LD Systems Audio Department Operations Manager Thomas Ruffner at the event’s DiGiCo SD10 monitor console
HOUSTON, Texas – July 2020 – Doing live music performances during the Covid-19 pandemic has compelled live sound companies to use every resource at their command to ensure that shows sound and feel authentic, even when performances have to take place without a live audience. That was recently the case at the City of Houston’s “Shell Freedom Over Texas” July 4th celebration, a live broadcast that paired artists including headliner Pat Green, Trae tha Truth, Bun B, Los Luzeros De Rioverde, Mariachi Imperial, and virtual performances from Lyle Lovett and La Mafia with the Houston Symphony Orchestra in its Jones Hall venue. The three-hour-long music show was televised live on local ABC Channel 13 and culminated in a live fireworks display, all mixed through a pair of DiGiCo SD10 consoles provided by audio vendor LD Systems and linked to three SD-Racks with 32-bit input cards and sharing I/O via an optical network.
One SD10 was at monitors, where LD Systems Audio Department Operations Manager Thomas Ruffner managed three downstage monitor wedge mixes and eight IEM mixes for artists, plus five wedge mixes for the orchestra, as well as sending left-right program mixes to other points around the stage and to a mult for a press/media position. Meanwhile, LD Systems A1 Rafael Rosales mixed the concert portion of the broadcast live on ABC 13 through a second DiGiCo SD10, sending his stereo mix to the station’s remote-broadcast production truck.

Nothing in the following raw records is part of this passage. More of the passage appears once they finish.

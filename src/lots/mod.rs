use crate::state::AppState;
use axum::Router;

mod dto;
pub mod handlers;
pub mod repo;
pub mod services;

pub fn router() -> Router<AppState> {
    handlers::admin_routes()
}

“For me, being able to customize the SD10’s layers for each music artist at rehearsal, and then being able to quickly call those up during the show was what made all the difference,” says Ruffner, who mixed wedges and IEMs for nearly a dozen artists as well as a L-R mix used in the house PA at the venerable Jones Hall, which opened in 1966 and has been the Symphony’s home ever since.
“By the time the rehearsals were finished, I had the entire 112 inputs of the show on just 24 faders within two fader banks. I had one layer for each segment of the show, so I didn’t have to worry about using snapshots or sharing channels. I had a fader for every element of each performance and in addition to all of the monitor mixes I was managing, I was also able to send a left-right mix to the Jones Hall’s FOH mixer so we could have the house PA on at a low level to put some energy in the room for the performers. Using a combination of control groups and input faders made the show flow easily from one artist to the next.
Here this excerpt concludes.